How can arts and cultural organisations evaluate the quality and impact of our work with children and young people?
Over the last 18 months, members of the University of Cambridge Museums (UCM) Learning Team have been working on an evaluation project with colleagues from the National Gallery, part of an Arts and Humanities Research Council (AHRC) funded project in partnership with Dr Eric Jensen from the University of Warwick.
The Practical Evaluation Project aims to help arts and cultural organisations evaluate the quality and impact of their programmes with children and young people, with a particular focus on the use of digital technology and automated surveys. The project is funded by the Arts and Humanities Research Council (AHRC), following on from previous AHRC-funded research projects led by Dr Eric Jensen.
The day-to-day reality of running a busy learning programme in a museum or gallery can make it hard to find the time to step back and reflect on what we are doing and why we are doing it. This project has been particularly exciting as it has enabled me to spend a day a week working with other practitioners to do exactly that. By learning how to use logic models to underpin our planning and evaluation we have had to review existing research in the area and ask ourselves some challenging questions about what the actual impact of our work with children and young people might be.
Our research partner Eric Jensen has researched and written about evaluation in museums and galleries for many years and worked with organisations across the world. He describes the challenges faced by the sector in our project blog:
Arts and culture experiences really matter to people’s lives. But not every experience is equally beneficial, nor necessarily even positive. Arts organisations need to know what is working and why in order to improve their practices and audience experiences. This insight is needed in order to maximise the benefits (e.g. social capital) and minimise the downsides (e.g. social exclusion) of audience engagement with the arts.
The AHRC Cultural Value Project Final Report called for a strengthening of the relationship between research and evaluation, arguing that evaluation should become more than just for advocacy and accountability. This also relates to the findings of Scott, Dodd and Sandell in their Critical Literature Review of User Value of Museums which concluded that we are now entering an exciting time, where we can ‘make user experience a research priority, to prove that user engagement with museums results in provable social impact’. High quality evaluation enables us to learn from our audiences and to embed their voices and feedback into our planning and programmes. It also helps us to develop an evidence-based practice that really does add value to the people’s lives.

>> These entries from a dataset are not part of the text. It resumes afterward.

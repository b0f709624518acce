use shapeguard_types::Diagnostic;

/// One line per diagnostic, exactly its message, in the order given.
pub fn render_lines(diagnostics: &[Diagnostic]) -> Vec<String> {
    diagnostics.iter().map(|d| d.message.clone()).collect()
}
use schemars::JsonSchema;
use serde::{Deserialize, Serialize};

/// `shapeguard.toml` schema v1.
///
/// This is a *user-facing* config model: it is intentionally permissive (every key optional,
/// unknown keys ignored) so it can be embedded in a larger tool's config.
#[derive(Clone, Debug, Default, PartialEq, Serialize, Deserialize, JsonSchema)]
#[serde(rename_all = "camelCase")]
pub struct ShapeguardConfigV1 {
    /// Optional schema string for tooling (`shapeguard.config.v1`).
    #[serde(default, skip_serializing_if = "Option::is_none")]
    pub schema: Option<String>,

    /// Pattern every field type signature must match somewhere. Enables `types.allowlist`.
    #[serde(default, skip_serializing_if = "Option::is_none")]
    pub allowlist: Option<String>,

    /// `<package-path>.<TypeName>:<FieldName>` keys exempt from the allow-list.
    #[serde(default, skip_serializing_if = "Vec::is_empty")]
    pub excluded: Vec<String>,

    #[serde(default)]
    pub json_tags: JsonTagsConfig,

    #[serde(default)]
    pub optional_or_required: OptionalOrRequiredConfig,
}

#[derive(Clone, Debug, Default, PartialEq, Serialize, Deserialize, JsonSchema)]
#[serde(rename_all = "camelCase")]
pub struct JsonTagsConfig {
    /// Run the serialization tag check (default: true).
    #[serde(default, skip_serializing_if = "Option::is_none")]
    pub enabled: Option<bool>,

    /// Pattern serialization tag names must match (default: lower camel case).
    #[serde(default, skip_serializing_if = "Option::is_none")]
    pub json_tag_regex: Option<String>,
}

#[derive(Clone, Debug, Default, PartialEq, Serialize, Deserialize, JsonSchema)]
#[serde(rename_all = "camelCase")]
pub struct OptionalOrRequiredConfig {
    /// Run the optional/required marker check (default: false).
    #[serde(default, skip_serializing_if = "Option::is_none")]
    pub enabled: Option<bool>,

    /// `optional` (default) or `kubebuilder:validation:Optional`.
    #[serde(default, skip_serializing_if = "Option::is_none")]
    pub preferred_optional_marker: Option<String>,

    /// `required` (default) or `kubebuilder:validation:Required`.
    #[serde(default, skip_serializing_if = "Option::is_none")]
    pub preferred_required_marker: Option<String>,
}
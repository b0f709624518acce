//! Use case orchestration for shapeguard.
//!
//! This crate provides the application layer: use cases that coordinate the domain, repo,
//! markers and render layers. It is intentionally thin and delegates heavy lifting to the
//! appropriate layers.
//!
//! The CLI crate depends on this; it only handles argument parsing and I/O.

#![forbid(unsafe_code)]

mod allowlist;
mod check;
mod explain;
mod render;
mod schema;

pub use allowlist::{AllowlistInput, run_allowlist};
pub use check::{CheckInput, CheckOutput, run_check, verdict_exit_code};
pub use explain::{ExplainOutput, format_explanation, format_not_found, run_explain};
pub use render::{
    OutputFormat, render_diagnostics, render_markdown, serialize_report, write_report, write_text,
};
pub use schema::{PackageSchemas, SchemaInput, run_schema, schema_for_signature};
//! Rendering utilities for terminals and CI surfaces (plain lines, GitHub annotations, Markdown).

#![forbid(unsafe_code)]

mod gha;
mod lines;
mod markdown;

pub use gha::render_github_annotations;
pub use lines::render_lines;
pub use markdown::render_markdown;

#[cfg(test)]
pub(crate) mod fixtures {
    use shapeguard_types::{Diagnostic, Location, Severity, SourcePath};

    pub fn diagnostic(code: &str, message: &str, line: Option<u32>) -> Diagnostic {
        Diagnostic {
            severity: Severity::Error,
            check_id: "types.allowlist".to_string(),
            code: code.to_string(),
            message: message.to_string(),
            location: line.map(|line| Location {
                path: SourcePath::new("example.com/api/v1/types.go"),
                line: Some(line),
            }),
            help: None,
            fingerprint: None,
            data: serde_json::Value::Null,
        }
    }
}
use shapeguard_types::{ShapeguardReport, Verdict};

/// Markdown summary of a report, suitable for a CI job summary.
pub fn render_markdown(report: &ShapeguardReport) -> String {
    let mut out = String::new();

    out.push_str("# Shapeguard report\n\n");
    let verdict = match report.verdict {
        Verdict::Pass => "PASS",
        Verdict::Fail => "FAIL",
    };
    out.push_str(&format!(
        "- Verdict: **{}**\n- Checks: {}\n- Types checked: {}\n- Fields checked: {}\n- Fields skipped (unresolved): {}\n- Diagnostics: {}\n\n",
        verdict,
        if report.data.checks.is_empty() {
            "none".to_string()
        } else {
            report.data.checks.join(", ")
        },
        report.data.types_checked,
        report.data.fields_checked,
        report.data.fields_skipped_unresolved,
        report.data.diagnostics_total,
    ));

    if report.diagnostics.is_empty() {
        out.push_str("No diagnostics.\n");
        return out;
    }

    out.push_str("## Diagnostics\n\n");
    for d in &report.diagnostics {
        match &d.location {
            Some(loc) => out.push_str(&format!(
                "- `{}` / `{}`: {} (`{}`)\n",
                d.check_id, d.code, d.message, loc
            )),
            None => out.push_str(&format!("- `{}` / `{}`: {}\n", d.check_id, d.code, d.message)),
        }
        if let Some(help) = &d.help {
            out.push_str(&format!("  - help: {}\n", help));
        }
    }

    out
}

#[cfg(test)]
mod tests {
    use super::*;
    use crate::fixtures::diagnostic;
    use shapeguard_types::{ReportData, SCHEMA_REPORT_V1, ToolMeta};
    use time::macros::datetime;

    fn report(diagnostics: Vec<shapeguard_types::Diagnostic>) -> ShapeguardReport {
        ShapeguardReport {
            schema: SCHEMA_REPORT_V1.to_string(),
            tool: ToolMeta {
                name: "shapeguard".to_string(),
                version: "0.0.0".to_string(),
            },
            started_at: datetime!(2026-01-01 0:00 UTC),
            finished_at: datetime!(2026-01-01 0:00 UTC),
            verdict: Verdict::from_diagnostics(&diagnostics),
            data: ReportData {
                checks: vec!["types.allowlist".to_string()],
                types_checked: 1,
                fields_checked: 3,
                fields_skipped_unresolved: 0,
                diagnostics_total: diagnostics.len() as u32,
                ..ReportData::default()
            },
            diagnostics,
        }
    }

    #[test]
    fn renders_passing_report() {
        insta::assert_snapshot!(render_markdown(&report(Vec::new())), @r"
        # Shapeguard report

        - Verdict: **PASS**
        - Checks: types.allowlist
        - Types checked: 1
        - Fields checked: 3
        - Fields skipped (unresolved): 0
        - Diagnostics: 0

        No diagnostics.
        ");
    }

    #[test]
    fn renders_diagnostics_with_location_and_help() {
        let mut d = diagnostic(
            "disallowed_type",
            "example.com/api/v1.MyStruct:Ref: type *Other is not allowed to be used",
            Some(9),
        );
        d.help = Some("Use an allowed type.".to_string());

        let md = render_markdown(&report(vec![d]));
        assert!(md.contains("Verdict: **FAIL**"));
        assert!(md.contains("## Diagnostics"));
        assert!(md.contains("(`example.com/api/v1/types.go:9`)"));
        assert!(md.contains("  - help: Use an allowed type."));
    }
}
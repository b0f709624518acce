//! Pure policy evaluation (no IO).
//!
//! Input: a type graph resolved elsewhere and a validated [`policy::PolicyConfig`].
//! Output: diagnostics + verdict + per-package summary data.

#![forbid(unsafe_code)]

pub mod checks;
pub mod model;
pub mod policy;
pub mod report;
pub mod tags;

mod engine;
mod fingerprint;

#[cfg(test)]
mod proptest;
#[cfg(test)]
mod test_support;

pub use engine::evaluate;
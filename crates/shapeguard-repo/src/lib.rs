//! Type graph providers: turn package identifiers into the in-memory model the engine checks.
//!
//! This crate is allowed to do filesystem IO. It does not compile or introspect source code;
//! type information is produced ahead of time into one `types.json` document per package.

#![forbid(unsafe_code)]

mod document;
mod error;

use camino::{Utf8Component, Utf8Path, Utf8PathBuf};
use shapeguard_domain::model::{PackageModel, TypeGraph};
use std::collections::BTreeMap;

pub use error::ProviderError;

/// File name of the per-package type document.
pub const TYPES_DOCUMENT: &str = "types.json";

/// Resolves package identifiers into declared types and fields.
///
/// Packages come back in request order; a package requested twice is loaded once.
pub trait TypeGraphProvider {
    fn load(&self, packages: &[String]) -> Result<TypeGraph, ProviderError>;
}

/// Fuzz-friendly API for exercising document parsing without filesystem access.
pub mod fuzz {
    /// Parse arbitrary text as the type document of package `p`. **Never panics.**
    pub fn parse_package_document(text: &str) -> Result<(), crate::ProviderError> {
        crate::document::parse_package("p", text).map(|_| ())
    }
}

/// Provider over packages already held in memory.
#[derive(Clone, Debug, Default)]
pub struct InMemoryProvider {
    packages: BTreeMap<String, PackageModel>,
}

impl InMemoryProvider {
    pub fn new() -> Self {
        Self::default()
    }

    pub fn with_package(mut self, package: PackageModel) -> Self {
        self.insert(package);
        self
    }

    pub fn insert(&mut self, package: PackageModel) {
        self.packages.insert(package.path.clone(), package);
    }
}

impl TypeGraphProvider for InMemoryProvider {
    fn load(&self, packages: &[String]) -> Result<TypeGraph, ProviderError> {
        collect_in_order(packages, |name| {
            self.packages
                .get(name)
                .cloned()
                .ok_or_else(|| ProviderError::NotFound {
                    package: name.to_string(),
                    path: Utf8PathBuf::from(name),
                })
        })
    }
}

/// Provider reading `<root>/<package>/types.json`.
#[derive(Clone, Debug)]
pub struct FsTypeGraphProvider {
    root: Utf8PathBuf,
}

impl FsTypeGraphProvider {
    pub fn new(root: impl Into<Utf8PathBuf>) -> Self {
        Self { root: root.into() }
    }

    pub fn root(&self) -> &Utf8Path {
        &self.root
    }

    /// Absolute location of a package's type document.
    pub fn document_path(&self, package: &str) -> Result<Utf8PathBuf, ProviderError> {
        let rel = Utf8Path::new(package);
        let relative_only = !package.is_empty()
            && rel
                .components()
                .all(|c| matches!(c, Utf8Component::Normal(_) | Utf8Component::CurDir));
        if !relative_only {
            return Err(ProviderError::InvalidPackage(package.to_string()));
        }
        Ok(self.root.join(rel).join(TYPES_DOCUMENT))
    }

    fn load_package(&self, package: &str) -> Result<PackageModel, ProviderError> {
        let path = self.document_path(package)?;
        let text = std::fs::read_to_string(&path).map_err(|source| {
            if source.kind() == std::io::ErrorKind::NotFound {
                ProviderError::NotFound {
                    package: package.to_string(),
                    path: path.clone(),
                }
            } else {
                ProviderError::Io {
                    package: package.to_string(),
                    path: path.clone(),
                    source,
                }
            }
        })?;

        let model = document::parse_package(package, &text)?;
        let unresolved = model
            .types
            .iter()
            .flat_map(|t| &t.fields)
            .filter(|f| !f.is_resolved())
            .count();
        tracing::debug!(
            package,
            path = %path,
            types = model.types.len(),
            unresolved_fields = unresolved,
            "loaded type document"
        );
        Ok(model)
    }
}

impl TypeGraphProvider for FsTypeGraphProvider {
    fn load(&self, packages: &[String]) -> Result<TypeGraph, ProviderError> {
        collect_in_order(packages, |name| self.load_package(name))
    }
}

fn collect_in_order(
    packages: &[String],
    mut load: impl FnMut(&str) -> Result<PackageModel, ProviderError>,
) -> Result<TypeGraph, ProviderError> {
    let mut graph = TypeGraph::default();
    for name in packages {
        if graph.packages.iter().any(|p| &p.path == name) {
            continue;
        }
        graph.packages.push(load(name)?);
    }
    Ok(graph)
}

#[cfg(test)]
mod tests {
    use super::*;
    use proptest::prelude::*;
    use tempfile::TempDir;

    fn utf8_root(tmp: &TempDir) -> Utf8PathBuf {
        Utf8PathBuf::from_path_buf(tmp.path().to_path_buf()).expect("utf8 path")
    }

    fn write_file(path: &Utf8Path, contents: &str) {
        if let Some(parent) = path.parent() {
            std::fs::create_dir_all(parent).expect("create parent");
        }
        std::fs::write(path, contents).expect("write file");
    }

    fn package(path: &str) -> PackageModel {
        PackageModel {
            path: path.to_string(),
            types: Vec::new(),
        }
    }

    #[test]
    fn in_memory_provider_keeps_request_order_and_dedupes() {
        let provider = InMemoryProvider::new()
            .with_package(package("a"))
            .with_package(package("b"));

        let graph = provider
            .load(&["b".to_string(), "a".to_string(), "b".to_string()])
            .expect("load");
        let paths: Vec<&str> = graph.packages.iter().map(|p| p.path.as_str()).collect();
        assert_eq!(paths, vec!["b", "a"]);
    }

    #[test]
    fn in_memory_provider_reports_unknown_package() {
        let err = InMemoryProvider::new()
            .load(&["missing".to_string()])
            .expect_err("unknown");
        assert!(matches!(err, ProviderError::NotFound { .. }));
    }

    #[test]
    fn fs_provider_rejects_escaping_package_paths() {
        let provider = FsTypeGraphProvider::new("/repo");
        for bad in ["", "../outside", "/abs/pkg", "a/../../b"] {
            assert!(
                matches!(
                    provider.document_path(bad),
                    Err(ProviderError::InvalidPackage(_))
                ),
                "{bad} should be rejected"
            );
        }
        assert_eq!(
            provider.document_path("example.com/api/v1").expect("path"),
            Utf8PathBuf::from("/repo/example.com/api/v1/types.json")
        );
    }

    #[test]
    fn fs_provider_reads_package_documents() {
        let tmp = TempDir::new().expect("temp dir");
        let root = utf8_root(&tmp);
        write_file(
            &root.join("example.com/api/v1/types.json"),
            r#"{"package":"example.com/api/v1","types":[
                {"name":"Widget","kind":"struct","file":"types.go","line":3,
                 "fields":[{"name":"Name","type":"string","tag":"json:\"name\"","line":4}]}]}"#,
        );

        let graph = FsTypeGraphProvider::new(root)
            .load(&["example.com/api/v1".to_string()])
            .expect("load");
        assert_eq!(graph.packages.len(), 1);
        let field = &graph.packages[0].types[0].fields[0];
        assert_eq!(field.type_signature, "string");
        assert_eq!(
            field.location.as_ref().map(ToString::to_string).as_deref(),
            Some("example.com/api/v1/types.go:4")
        );
    }

    #[test]
    fn fs_provider_missing_document_is_fatal() {
        let tmp = TempDir::new().expect("temp dir");
        let err = FsTypeGraphProvider::new(utf8_root(&tmp))
            .load(&["nowhere".to_string()])
            .expect_err("missing");
        assert!(matches!(err, ProviderError::NotFound { .. }));
    }

    proptest! {
        #[test]
        fn document_parser_never_panics(input in ".*") {
            let _ = fuzz::parse_package_document(&input);
        }
    }
}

You can read more about the project and the research underpinning it on our project website: The Practical Evaluation website. You can also read case studies written by members of the project team, and download logic model and survey templates to help you to plan your own evaluation project. We have been very fortunate to have had the time and space to focus on evaluation in this way but we hope that by sharing our reflections and the surveys we created as part of the project, we will provide an essential point of reference for other practitioners committed to better evaluating and planning their own programmes with children and young people.